8
$\begingroup$

Suppose we have a measure space $(X,M,\mu)$, where $\mu(X)<+\infty$. Let ${f_n}$ be a sequence of non-negative functions, $f_n\in L_1,\ \forall n$ and $f_n$ converges to some $f$ pointwise. $f$ is not necessarily in $L_1$. Suppose now $\underset{X}{\int} f_nd\mu$ also converges to $\underset{X}{\int}fd\mu$, as $n\rightarrow \infty$. Is it true that $\underset{E}{\int} f_nd\mu\rightarrow\underset{E}{\int}fd\mu,\ \forall E\in M$? If not, can you give a counter-example?
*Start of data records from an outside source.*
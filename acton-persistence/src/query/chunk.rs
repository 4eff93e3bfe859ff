//! Bounded membership clauses
//!
//! Backends cap the number of values one `IN` list may bind. The builders here
//! split an arbitrarily large value set into clauses of at most
//! [`MAX_IN_CLAUSE_SIZE`] values: membership chunks are OR-ed, non-membership
//! chunks are AND-ed, so the combined predicate is equivalent to a single
//! unbounded test.
//!
//! # Example
//!
//! ```rust
//! use acton_persistence::query::{in_clause, Predicate, Value};
//!
//! let ids: Vec<Value> = (0..2500_i64).map(Value::from).collect();
//! match in_clause("guid", ids) {
//!     Predicate::Or(chunks) => assert_eq!(chunks.len(), 3),
//!     other => panic!("unexpected {:?}", other),
//! }
//! ```

use std::collections::BTreeMap;

use super::predicate::{Path, Predicate};
use super::value::Value;

/// Largest number of values bound into one membership clause
pub const MAX_IN_CLAUSE_SIZE: usize = 1000;

/// Polarity of a membership clause
#[derive(Debug, Clone, Copy, PartialEq, Eq, Hash)]
pub enum Membership {
    /// `IN`, chunks joined with OR
    In,
    /// `NOT IN`, chunks joined with AND
    NotIn,
}

impl Membership {
    fn keyword(self) -> &'static str {
        match self {
            Self::In => "IN",
            Self::NotIn => "NOT IN",
        }
    }

    fn connective(self) -> &'static str {
        match self {
            Self::In => " OR ",
            Self::NotIn => " AND ",
        }
    }
}

/// `path IN values`, chunked at [`MAX_IN_CLAUSE_SIZE`]
pub fn in_clause(path: impl Into<Path>, values: Vec<Value>) -> Predicate {
    chunked(path, values, Membership::In, MAX_IN_CLAUSE_SIZE)
}

/// `path NOT IN values`, chunked at [`MAX_IN_CLAUSE_SIZE`]
pub fn not_in_clause(path: impl Into<Path>, values: Vec<Value>) -> Predicate {
    chunked(path, values, Membership::NotIn, MAX_IN_CLAUSE_SIZE)
}

/// Membership predicate with an explicit chunk size
///
/// `max_size` is clamped to `1..=MAX_IN_CLAUSE_SIZE`. A value set that fits
/// in one chunk (including the empty set) yields a single clause.
pub fn chunked(
    path: impl Into<Path>,
    values: Vec<Value>,
    membership: Membership,
    max_size: usize,
) -> Predicate {
    let path = path.into();
    let max_size = max_size.clamp(1, MAX_IN_CLAUSE_SIZE);

    let clause = |path: Path, values: Vec<Value>| match membership {
        Membership::In => Predicate::In { path, values },
        Membership::NotIn => Predicate::NotIn { path, values },
    };

    if values.len() <= max_size {
        return clause(path, values);
    }

    let clauses = values
        .chunks(max_size)
        .map(|chunk| clause(path.clone(), chunk.to_vec()))
        .collect();

    match membership {
        Membership::In => Predicate::Or(clauses),
        Membership::NotIn => Predicate::And(clauses),
    }
}

/// Named parameter bindings of a textual query; list parameters bind every value
pub type QueryParameters = BTreeMap<String, Vec<Value>>;

/// Textual membership condition with its named parameter bindings
#[derive(Debug, Clone, PartialEq)]
pub struct TextClause {
    /// Condition text referencing `:name` parameters
    pub condition: String,
    /// Values to bind for each parameter name
    pub parameters: QueryParameters,
}

/// `attribute IN (:parameter)` text form, chunked at [`MAX_IN_CLAUSE_SIZE`]
pub fn in_clause_text(attribute: &str, parameter: &str, values: Vec<Value>) -> TextClause {
    chunked_text(attribute, parameter, values, Membership::In, MAX_IN_CLAUSE_SIZE)
}

/// `attribute NOT IN (:parameter)` text form, chunked at [`MAX_IN_CLAUSE_SIZE`]
pub fn not_in_clause_text(attribute: &str, parameter: &str, values: Vec<Value>) -> TextClause {
    chunked_text(
        attribute,
        parameter,
        values,
        Membership::NotIn,
        MAX_IN_CLAUSE_SIZE,
    )
}

/// Textual membership condition with an explicit chunk size
///
/// The final chunk binds to `parameter` itself; earlier chunks bind to
/// `parameter0`, `parameter1`, ... in order. An empty value set produces a
/// constant condition (`1 = 0` for `IN`, `1 = 1` for `NOT IN`) and no
/// parameters, since an empty bound list is not valid in most dialects.
pub fn chunked_text(
    attribute: &str,
    parameter: &str,
    values: Vec<Value>,
    membership: Membership,
    max_size: usize,
) -> TextClause {
    let max_size = max_size.clamp(1, MAX_IN_CLAUSE_SIZE);
    let mut parameters = BTreeMap::new();

    if values.is_empty() {
        let condition = match membership {
            Membership::In => "1 = 0",
            Membership::NotIn => "1 = 1",
        };
        return TextClause {
            condition: condition.to_string(),
            parameters,
        };
    }

    let keyword = membership.keyword();
    if values.len() <= max_size {
        parameters.insert(parameter.to_string(), values);
        return TextClause {
            condition: format!("{} {} (:{})", attribute, keyword, parameter),
            parameters,
        };
    }

    let mut chunks: Vec<Vec<Value>> = values.chunks(max_size).map(<[Value]>::to_vec).collect();
    let last = chunks.pop().unwrap_or_default();

    let mut terms = vec![format!("{} {} (:{})", attribute, keyword, parameter)];
    parameters.insert(parameter.to_string(), last);
    for (index, chunk) in chunks.into_iter().enumerate() {
        let name = format!("{}{}", parameter, index);
        terms.push(format!("{} {} (:{})", attribute, keyword, name));
        parameters.insert(name, chunk);
    }

    TextClause {
        condition: format!("({})", terms.join(membership.connective())),
        parameters,
    }
}
//! # acton-persistence
//!
//! Generic data-access layer over a relational-mapping session.
//!
//! ## Features
//!
//! - **Repository**: CRUD, bulk update and delete, find/load by identifier
//!   lists or business id, textual and named queries, eager loading through
//!   named entity graphs, explicit locks
//! - **Paged queries**: page-at-a-time execution with a count query derived
//!   from the result query (roots, joins, grouping and restriction preserved)
//! - **Bounded membership clauses**: `IN` / `NOT IN` split into chunks of at
//!   most 1000 values
//! - **Constraint classification**: uniqueness and stale-version failures
//!   surface as constraint errors carrying the driver message
//! - **Audit fields**: creation/modification actor and timestamp populated
//!   before save
//! - **In-memory engine** (`memory` feature): a [`Session`](session::Session)
//!   implementation for tests and embedded use
//!
//! ## Example
//!
//! ```rust,ignore
//! use acton_persistence::prelude::*;
//!
//! #[tokio::main]
//! async fn main() -> Result<()> {
//!     let config = Config::load()?;
//!     init_tracing(&config)?;
//!
//!     let users = EntityRepository::<User, _>::builder(MemorySession::new())
//!         .config(&config.persistence)
//!         .before_save(TraceableListener::new(|| Some("system".to_string())))
//!         .build();
//!
//!     let ids: Vec<String> = load_ids();
//!     let found = users.find_by_ids(&ids).await?;
//!
//!     let mut pages = users.create_page_query(users.criteria_query(), Page::first(50))?;
//!     let first = pages.page_result().await?;
//!     println!("{} users in {} pages", first.count, first.total_pages());
//!     pages.next();
//!
//!     Ok(())
//! }
//! ```

pub mod config;
pub mod entity;
pub mod error;
pub mod observability;
pub mod query;
pub mod repository;
pub mod session;

#[cfg(feature = "memory")]
pub mod memory;

#[cfg(test)]
pub(crate) mod test_support;

/// Prelude module for convenient imports
pub mod prelude {
    pub use crate::config::{Config, LoggingConfig, PersistenceConfig};
    pub use crate::error::{Error, Result};
    pub use crate::observability::{init_tracing, shutdown_tracing};

    pub use crate::entity::{
        BeforeSave, Entity, HasAuditFields, HasBusinessId, HasIdentity, HasVersion, Mapped, NoopHook,
        Persistent, PrincipalProvider, Row, SaveAction, Traceable, TraceableListener,
    };

    pub use crate::query::{
        chunked_text, derive_count_query, in_clause, in_clause_text, not_in_clause,
        not_in_clause_text, CriteriaQuery, DeleteQuery, Fetch, Join, JoinType, Membership, OrderDirection,
        Path, Predicate, QueryParameters, Root, TextClause, UpdateQuery, Value, MAX_IN_CLAUSE_SIZE,
    };

    pub use crate::repository::{
        classify_mutation, wildcard, wildcard_default, EntityMetadata, EntityRepository,
        InvalidPageSize, Page, PageResult, PagedQuery, Repository, RepositoryError, RepositoryErrorKind,
        RepositoryOperation, RepositoryResult,
    };

    pub use crate::session::{
        DriverError, EntityGraph, LockMode, PersistenceError, PersistenceErrorKind,
        PersistenceResult, QueryHints, Session, Window,
    };

    #[cfg(feature = "memory")]
    pub use crate::memory::MemorySession;

    pub use futures::{StreamExt, TryStreamExt};
}
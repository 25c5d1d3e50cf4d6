use serde::{Deserialize, Serialize};
use std::collections::HashMap;
use std::fmt;
use uuid::Uuid;

/// Identity of a progressing actor (player).
#[derive(Debug, Clone, Copy, PartialEq, Eq, Hash, PartialOrd, Ord, Serialize, Deserialize)]
pub struct ActorId(pub Uuid);

impl ActorId {
    pub fn new() -> Self {
        Self(Uuid::new_v4())
    }

    pub fn parse(s: &str) -> Option<Self> {
        Uuid::parse_str(s).ok().map(Self)
    }
}

impl Default for ActorId {
    fn default() -> Self {
        Self::new()
    }
}

impl fmt::Display for ActorId {
    fn fmt(&self, f: &mut fmt::Formatter<'_>) -> fmt::Result {
        write!(f, "{}", self.0)
    }
}

/// Identity of a job. Normalized to lowercase so lookups are case-insensitive.
#[derive(Debug, Clone, PartialEq, Eq, Hash, PartialOrd, Ord, Serialize, Deserialize)]
pub struct JobId(String);

impl JobId {
    pub fn new(name: impl AsRef<str>) -> Self {
        Self(name.as_ref().to_ascii_lowercase())
    }

    pub fn as_str(&self) -> &str {
        &self.0
    }
}

impl fmt::Display for JobId {
    fn fmt(&self, f: &mut fmt::Formatter<'_>) -> fmt::Result {
        write!(f, "{}", self.0)
    }
}

impl From<&str> for JobId {
    fn from(s: &str) -> Self {
        Self::new(s)
    }
}

/// The closed set of tracked action kinds.
///
/// Every qualifying game event arrives tagged with exactly one category; job
/// configurations attach an ordered rule list per category.
#[derive(Debug, Clone, Copy, PartialEq, Eq, Hash, Serialize, Deserialize)]
#[serde(rename_all = "SCREAMING_SNAKE_CASE")]
pub enum ActionCategory {
    Break,
    Place,
    Kill,
    Fish,
    Craft,
    Smelt,
    Brew,
    Enchant,
    Repair,
    Breed,
    Tame,
    Dye,
    Shear,
    Milk,
    Explore,
    Eat,
    Collect,
    Bake,
    StripLogs,
    Trade,
}

impl ActionCategory {
    pub const ALL: [ActionCategory; 20] = [
        Self::Break,
        Self::Place,
        Self::Kill,
        Self::Fish,
        Self::Craft,
        Self::Smelt,
        Self::Brew,
        Self::Enchant,
        Self::Repair,
        Self::Breed,
        Self::Tame,
        Self::Dye,
        Self::Shear,
        Self::Milk,
        Self::Explore,
        Self::Eat,
        Self::Collect,
        Self::Bake,
        Self::StripLogs,
        Self::Trade,
    ];

    pub fn parse(s: &str) -> Option<Self> {
        let s = s.trim();
        Self::ALL
            .iter()
            .copied()
            .find(|c| c.name().eq_ignore_ascii_case(s))
    }

    pub fn name(&self) -> &'static str {
        match self {
            Self::Break => "BREAK",
            Self::Place => "PLACE",
            Self::Kill => "KILL",
            Self::Fish => "FISH",
            Self::Craft => "CRAFT",
            Self::Smelt => "SMELT",
            Self::Brew => "BREW",
            Self::Enchant => "ENCHANT",
            Self::Repair => "REPAIR",
            Self::Breed => "BREED",
            Self::Tame => "TAME",
            Self::Dye => "DYE",
            Self::Shear => "SHEAR",
            Self::Milk => "MILK",
            Self::Explore => "EXPLORE",
            Self::Eat => "EAT",
            Self::Collect => "COLLECT",
            Self::Bake => "BAKE",
            Self::StripLogs => "STRIP_LOGS",
            Self::Trade => "TRADE",
        }
    }

    /// Categories whose rules may constrain an interaction subtype
    /// (e.g. which tool or hand was used).
    pub fn uses_interaction_subtype(&self) -> bool {
        matches!(self, Self::Repair | Self::Dye | Self::Shear | Self::Milk)
    }

    /// Trade-like categories match against a villager profession list.
    pub fn uses_profession(&self) -> bool {
        matches!(self, Self::Trade)
    }
}

impl fmt::Display for ActionCategory {
    fn fmt(&self, f: &mut fmt::Formatter<'_>) -> fmt::Result {
        f.write_str(self.name())
    }
}

/// A single attribute carried by an event context.
#[derive(Debug, Clone, PartialEq, Serialize, Deserialize)]
#[serde(untagged)]
pub enum ContextValue {
    Text(String),
    Number(f64),
    Flag(bool),
}

impl ContextValue {
    pub fn as_str(&self) -> Option<&str> {
        match self {
            Self::Text(s) => Some(s),
            _ => None,
        }
    }

    pub fn as_f64(&self) -> Option<f64> {
        match self {
            Self::Number(n) => Some(*n),
            _ => None,
        }
    }
}

impl From<&str> for ContextValue {
    fn from(s: &str) -> Self {
        Self::Text(s.to_string())
    }
}

impl From<String> for ContextValue {
    fn from(s: String) -> Self {
        Self::Text(s)
    }
}

impl From<f64> for ContextValue {
    fn from(n: f64) -> Self {
        Self::Number(n)
    }
}

impl From<bool> for ContextValue {
    fn from(b: bool) -> Self {
        Self::Flag(b)
    }
}

/// Well-known context attribute keys consumed by rule matching.
pub mod context_keys {
    /// Interaction subtype for interaction-style categories.
    pub const SUBTYPE: &str = "subtype";
    /// Reward multiplier carried by the event (e.g. shift-craft count).
    pub const COUNT_MULTIPLIER: &str = "count_multiplier";
    /// Villager profession for trade-like categories.
    pub const PROFESSION: &str = "profession";
    /// Enchantment level for enchant events.
    pub const ENCHANT_LEVEL: &str = "enchant_level";
    /// Applied color for dye events.
    pub const COLOR: &str = "color";
}

/// The target and attribute bag describing one qualifying game event.
#[derive(Debug, Clone, Default)]
pub struct EventContext {
    pub target: String,
    pub attributes: HashMap<String, ContextValue>,
}

impl EventContext {
    pub fn new(target: impl Into<String>) -> Self {
        Self {
            target: target.into(),
            attributes: HashMap::new(),
        }
    }

    pub fn with_attribute(mut self, key: &str, value: impl Into<ContextValue>) -> Self {
        self.attributes.insert(key.to_string(), value.into());
        self
    }

    pub fn attr_str(&self, key: &str) -> Option<&str> {
        self.attributes.get(key).and_then(ContextValue::as_str)
    }

    pub fn attr_f64(&self, key: &str) -> Option<f64> {
        self.attributes.get(key).and_then(ContextValue::as_f64)
    }

    /// Reward multiplier carried in the context, defaulting to 1.
    pub fn count_multiplier(&self) -> f64 {
        let m = self.attr_f64(context_keys::COUNT_MULTIPLIER).unwrap_or(1.0);
        if m.is_finite() && m > 0.0 { m } else { 1.0 }
    }
}

#[cfg(test)]
mod tests {
    use super::*;

    #[test]
    fn category_parse_is_case_insensitive() {
        assert_eq!(ActionCategory::parse("break"), Some(ActionCategory::Break));
        assert_eq!(
            ActionCategory::parse("strip_logs"),
            Some(ActionCategory::StripLogs)
        );
        assert_eq!(ActionCategory::parse("nope"), None);
    }

    #[test]
    fn job_id_normalizes_case() {
        assert_eq!(JobId::new("Miner"), JobId::new("miner"));
        assert_eq!(JobId::new("MINER").as_str(), "miner");
    }

    #[test]
    fn context_multiplier_rejects_bad_values() {
        let ctx = EventContext::new("IRON_INGOT")
            .with_attribute(context_keys::COUNT_MULTIPLIER, f64::NAN);
        assert_eq!(ctx.count_multiplier(), 1.0);

        let ctx = EventContext::new("IRON_INGOT")
            .with_attribute(context_keys::COUNT_MULTIPLIER, 4.0);
        assert_eq!(ctx.count_multiplier(), 4.0);
    }
}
I've encountered a similar problem, where I have the condition $f\in L_1(X,M,\mu)$ but don't have the condition $\mu(X)<+\infty$. In that case it is pretty easy to prove this problem. But here I don't have this condition, and $\underset{X}{\int}fd\mu = \infty$ can indeed happen, so how can I prove the problem now? I tried using Egoroff's theorem, but I failed to get it to work. Any suggestions? Thanks!

  • 1
    This is not true in general if $\int_X fd\mu =\infty$. (It actually isn't clear exactly what the claim is if $\int_X fd\mu = \infty$, but in that case at least $f_n\to f$ in $L_1$ need not hold.)2012-12-14
  • 0
    @JonasMeyer I think the claim is still clear if $\underset{X}{\int}fd\mu = \infty$, it simply means $\underset{X}{\int}f_nd\mu\rightarrow \infty$ as $n\rightarrow\infty$. Can you give a counterexample to show that $f_n\rightarrow f$in $L_1$ does not hold? And also, how to prove $\underset{E}{\int}f_nd\mu\rightarrow \underset{E}{\int}fd\mu$ in this case, if this holds?2012-12-14
  • 1
    qitao: $\int_X f_nd\mu\to \infty$ would be part of the hypothesis, but the claim is that the rest of the stuff follows. What does $f_n\to f$ in $L_1$ mean? It would typically mean that $f\in L_1$ and $\int|f_n-f|\to 0$. While the latter condition could make sense in general even if $f$ is not in $L_1$, it will definitely fail if $f$ is not in $L_1$ while each $f_n$ is in $L_1$, which seems to be part of the hypothesis. Even if the $f_n$s also have infinite integral there is no way this implies that $\int|f_n-f|\to 0$, as $\int|f_n-f|$ could be $\infty$ for all $n$.2012-12-14
  • 1
    @JonasMeyer I have edited the question. Hopefully it is clearer. But I get your point. If $f$ is not in $L_1$, then $\int |f_n - f|\rightarrow 0$ will fail. I mainly focused my attention on the first part of the problem, so I didn't think of this issue. But is it possible that the first part is still true? I feel it's true, but can't prove it.2012-12-14

1 Answers 1

4

For a counterexample to the first claim where $\|f\|_{L^1} = \infty$ consider the space $[0,1]$ with the Lebesgue measure, $f(x) = \frac{1}{x}$ and $f_n(x) = \frac{1}{x} \chi_{[\frac{1}{n},1]} + n \chi_{[1-\frac{1}{n},1)}$ so $\int f_n \to \int f = \infty$ clearly we have pointwise convergence $f_n \to f$ everywhere and $\int_0^1 |f_n - f| = \infty$ for all $n$. Moreover, $\int_{[\frac{1}{2},1]} f_n - f = 1$ for any $n \geq 2$ so the second claim fails as well.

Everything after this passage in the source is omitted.